News Release

NSF awards $256,000 to study effects of climate change on arctic watersheds

The study will quantify changes in Arctic sediment production, transport and deposition due to climate change, and inform First Nation (Gwich’in) community planning.

Grant and Award Announcement

University of Arkansas

Jill Marshall

image: Jill Marshall onsite in Akalvik Range view more 

Credit: Emma Menio

The National Science Foundation awarded more than $256,000 to study the effects of climate change on Arctic watersheds in the Aklavik Range of the Northwest Territories, Canada.

Jill Marshall, assistant professor of geosciences, will serve as co-principal investigator with Marisa Palucis and Justin Strauss, assistant professors of earth sciences at Dartmouth University. Together, the interdisciplinary team’s research will quantify the potential for climate change to drive the transfer of sediment from mountainous regions to hillslopes and rivers, with a consequent impact on local Gwich’in communities.

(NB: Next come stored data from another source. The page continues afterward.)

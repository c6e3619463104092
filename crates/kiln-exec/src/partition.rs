use kiln_hash::stable_hash64;
use kiln_model::{normalized_path_string, CompilationUnit};
use std::path::{Path, PathBuf};

/// One deterministic partition of an invocation's work.
#[derive(Debug, Clone, PartialEq, Eq)]
pub struct WorkBucket {
    pub id: usize,
    pub class_files: Vec<PathBuf>,
}

/// Bucket assignment for an archive unit, derived from its identity string.
///
/// A pure function of identity: repeated invocations route identical inputs to
/// identical buckets, which keeps output and cache directory layouts stable.
pub fn bucket_for_archive(unit: &CompilationUnit, total_buckets: usize) -> usize {
    debug_assert!(unit.is_archive());
    (stable_hash64(&unit.identity()) % total_buckets.max(1) as u64) as usize
}

/// Bucket assignment for a class file inside a directory unit.
///
/// Derived from the parent directory so files from the same package land in
/// the same bucket, preserving locality for the downstream tool.
pub fn bucket_for_class_file(class_file: &Path, total_buckets: usize) -> usize {
    let parent = class_file.parent().unwrap_or(class_file);
    (stable_hash64(&normalized_path_string(parent)) % total_buckets.max(1) as u64) as usize
}

/// Partition class files into `total_buckets` buckets.
///
/// Every bucket id is present in the result (possibly empty) so per-bucket
/// output locations stay addressable across runs; files within a bucket are
/// sorted so the result is independent of enumeration order.
pub fn partition_class_files(
    class_files: impl IntoIterator<Item = PathBuf>,
    total_buckets: usize,
) -> Vec<WorkBucket> {
    let total_buckets = total_buckets.max(1);
    let mut buckets: Vec<WorkBucket> = (0..total_buckets)
        .map(|id| WorkBucket {
            id,
            class_files: Vec::new(),
        })
        .collect();
    for file in class_files {
        let id = bucket_for_class_file(&file, total_buckets);
        buckets[id].class_files.push(file);
    }
    for bucket in &mut buckets {
        bucket.class_files.sort();
        bucket.class_files.dedup();
    }
    buckets
}

#[cfg(test)]
mod tests {
    use super::*;
    use kiln_model::UnitKind;

    #[test]
    fn archive_buckets_are_stable() {
        let unit = CompilationUnit::new("/m2/guava-28.jar", UnitKind::Archive);
        let first = bucket_for_archive(&unit, 5);
        for _ in 0..10 {
            assert_eq!(bucket_for_archive(&unit, 5), first);
        }
        assert!(first < 5);
    }

    #[test]
    fn same_package_lands_in_the_same_bucket() {
        let a = bucket_for_class_file(Path::new("/out/com/example/A.class"), 8);
        let b = bucket_for_class_file(Path::new("/out/com/example/B.class"), 8);
        assert_eq!(a, b);
    }

    #[test]
    fn partition_is_independent_of_enumeration_order() {
        let files = vec![
            PathBuf::from("/out/com/a/One.class"),
            PathBuf::from("/out/com/b/Two.class"),
            PathBuf::from("/out/com/c/Three.class"),
            PathBuf::from("/out/com/a/Four.class"),
        ];
        let mut reversed = files.clone();
        reversed.reverse();

        assert_eq!(
            partition_class_files(files, 4),
            partition_class_files(reversed, 4)
        );
    }

    #[test]
    fn every_bucket_id_is_present() {
        let buckets = partition_class_files(vec![PathBuf::from("/out/A.class")], 6);
        assert_eq!(buckets.len(), 6);
        for (id, bucket) in buckets.iter().enumerate() {
            assert_eq!(bucket.id, id);
        }
        assert_eq!(
            buckets.iter().map(|b| b.class_files.len()).sum::<usize>(),
            1
        );
    }

    #[test]
    fn zero_buckets_degrades_to_one() {
        let unit = CompilationUnit::new("/m2/lib.jar", UnitKind::Archive);
        assert_eq!(bucket_for_archive(&unit, 0), 0);
    }
}
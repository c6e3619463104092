use crossbeam_channel::{Receiver, Sender};
use std::panic::AssertUnwindSafe;
use std::sync::atomic::{AtomicBool, Ordering};
use std::sync::Arc;

/// Failure of a task batch.
#[derive(Debug, thiserror::Error)]
pub enum ExecError {
    /// Quick-fail mode: the first task error, surfaced as-is.
    #[error(transparent)]
    Failed(#[from] anyhow::Error),

    /// Drain mode: every task ran; all failures collected.
    #[error(
        "{} worker task(s) failed; first: {}",
        .errors.len(),
        .errors.first().map(|e| e.to_string()).unwrap_or_default()
    )]
    Aggregate { errors: Vec<anyhow::Error> },
}

enum PoolImpl {
    Rayon(rayon::ThreadPool),
    /// Fallback when no worker threads can be created: run jobs on the
    /// submitting thread. Preserves correctness at the cost of parallelism.
    Inline,
}

/// A shared, bounded-size worker pool for independent blocking tasks.
///
/// Reused across invocations and across concurrent orchestrators; sizing is
/// relative to the machine, not to any single invocation.
pub struct WorkerPool {
    inner: PoolImpl,
}

impl WorkerPool {
    /// Build a pool with `threads` workers, degrading to fewer threads (and
    /// ultimately to inline execution) when thread creation fails, e.g. under
    /// constrained CI thread limits.
    pub fn new(threads: usize) -> Self {
        let mut threads = threads.max(1);
        loop {
            match rayon::ThreadPoolBuilder::new()
                .num_threads(threads)
                .thread_name(|idx| format!("kiln-worker-{idx}"))
                .build()
            {
                Ok(pool) => {
                    return Self {
                        inner: PoolImpl::Rayon(pool),
                    }
                }
                Err(_) if threads > 1 => {
                    threads = (threads / 2).max(1);
                }
                Err(err) => {
                    tracing::warn!(
                        target = "kiln.exec",
                        error = %err,
                        "could not create any worker threads; falling back to inline execution"
                    );
                    return Self {
                        inner: PoolImpl::Inline,
                    };
                }
            }
        }
    }

    /// A pool sized for the current machine, capped to keep many concurrent
    /// build processes from exhausting OS thread limits.
    pub fn with_default_parallelism() -> Self {
        let available = std::thread::available_parallelism()
            .map(|n| n.get())
            .unwrap_or(1);
        Self::new(available.saturating_sub(1).clamp(1, 8))
    }

    fn spawn(&self, job: impl FnOnce() + Send + 'static) {
        match &self.inner {
            PoolImpl::Rayon(pool) => pool.spawn(job),
            PoolImpl::Inline => job(),
        }
    }

    /// Start a new batch of tasks on this pool.
    pub fn batch(&self) -> TaskBatch<'_> {
        let (tx, rx) = crossbeam_channel::unbounded();
        TaskBatch {
            pool: self,
            tx,
            rx,
            cancelled: Arc::new(AtomicBool::new(false)),
            submitted: 0,
        }
    }
}

/// A group of independent tasks whose completion is awaited together.
///
/// Tasks must not share mutable state without internal synchronization;
/// results flow back through the batch's channel, not through captured
/// variables.
pub struct TaskBatch<'a> {
    pool: &'a WorkerPool,
    tx: Sender<anyhow::Result<()>>,
    rx: Receiver<anyhow::Result<()>>,
    cancelled: Arc<AtomicBool>,
    submitted: usize,
}

impl TaskBatch<'_> {
    /// Enqueue a task. Panics inside the task are caught and reported as
    /// failures rather than poisoning the pool.
    pub fn submit(&mut self, task: impl FnOnce() -> anyhow::Result<()> + Send + 'static) {
        self.submitted += 1;
        let tx = self.tx.clone();
        let cancelled = Arc::clone(&self.cancelled);
        self.pool.spawn(move || {
            if cancelled.load(Ordering::Acquire) {
                // A quick-fail batch already observed a failure; skip.
                let _ = tx.send(Ok(()));
                return;
            }
            let result = match std::panic::catch_unwind(AssertUnwindSafe(task)) {
                Ok(result) => result,
                Err(payload) => Err(anyhow::anyhow!(
                    "worker task panicked: {}",
                    panic_message(payload.as_ref())
                )),
            };
            // The receiver may be gone when a quick-fail wait already
            // returned; late results are dropped on the floor.
            let _ = tx.send(result);
        });
    }

    /// Block until the batch completes.
    ///
    /// With `quick_fail`, the first failure is returned immediately as the
    /// original error; tasks that have not started yet are skipped, while
    /// already-running tasks finish in the background. Without it, every task
    /// runs and failures are aggregated.
    pub fn wait(self, quick_fail: bool) -> Result<(), ExecError> {
        drop(self.tx);
        let mut errors = Vec::new();
        for _ in 0..self.submitted {
            match self.rx.recv() {
                Ok(Ok(())) => {}
                Ok(Err(err)) => {
                    if quick_fail {
                        self.cancelled.store(true, Ordering::Release);
                        return Err(ExecError::Failed(err));
                    }
                    errors.push(err);
                }
                // All senders dropped; nothing further can arrive.
                Err(_) => break,
            }
        }
        if errors.is_empty() {
            Ok(())
        } else {
            Err(ExecError::Aggregate { errors })
        }
    }
}

fn panic_message(payload: &(dyn std::any::Any + Send)) -> String {
    if let Some(message) = payload.downcast_ref::<&str>() {
        (*message).to_string()
    } else if let Some(message) = payload.downcast_ref::<String>() {
        message.clone()
    } else {
        "non-string panic payload".to_string()
    }
}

As temperatures rise, previously really cold rock (about 26 to 33 degrees Fahrenheit) will spend an increasing amount of time in the “frost cracking window,” hypothetically leading to amplified rates of rock weathering and sediment production.

Warmer temperatures are already leading to increased duration and magnitude of permafrost thaw, which the team posits will lead to a transition from sediment that creeps and flows downhill to more rapid and voluminous debris flows. This increase in rates throughout Arctic watersheds can impact communities and ecosystems due to increased landslide risks and the potential for this accelerated sediment supply to alter river habitat.

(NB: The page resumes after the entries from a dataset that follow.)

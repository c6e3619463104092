//! Deterministic work partitioning and the bounded worker pool.

mod executor;
mod partition;

pub use executor::{ExecError, TaskBatch, WorkerPool};
pub use partition::{bucket_for_archive, bucket_for_class_file, partition_class_files, WorkBucket};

The researchers’ objectives are to:

  • Conduct fieldwork to understand how site conditions control rates of frost-driven sediment production, as well as the processes and rates by which sediment moves across this vulnerable landscape.
  • Combine multiple analytical tools, including rare isotopes that can quantify the pace of transport over days to months and erosion over millennia, with physics experiments aimed at improving understanding of how ice changes solid rock into sediment. 
  • Use remote sensing techniques to extend local findings to the broader Aklavik Range region over the last several decades.
  • Use acquired data to calibrate sediment production and transport models to predict the Arctic landscape’s response to continuing anthropogenic, or human-made, warming scenarios.

Marshall noted that the two field sites are fairly remote — north of the 68th parallel and well inside the Arctic Circle on traditional land of the Gwich’in, a First Nations people. The team benefits from local community partnerships that make the research possible.  The field work season is dictated by the seasons - either when the Mackenzie River freezes and becomes an ice highway or when the site must be accessed by boat or helicopter. For characterizing sediment transport, the best time to visit the site is when the permafrost is transitioning from fully frozen to active transport, usually in April. But with climate change, formerly predictable ice or water transport routes have become harder to predict.

Marshall said the goal is to “quantify the rate at which the landscape is cracking, breaking apart and moving so we can develop predictive landscape models. This way we can anticipate future impacts and identify areas of greatest concern.”

The researchers will work closely with Gwich’in community members to collect field and historical data, including oral histories of the region. To promote STEM education with the younger generation of Gwich’in and U.S. undergraduates, the team will create and share ArcGIS StoryMaps. These StoryMaps will be generated in courses offered at Dartmouth College and the U of A (“Virtual Arctic Landscapes”). They will be designed to allow undergraduates at both institutions to experience the Arctic in an accessible and meaningful way.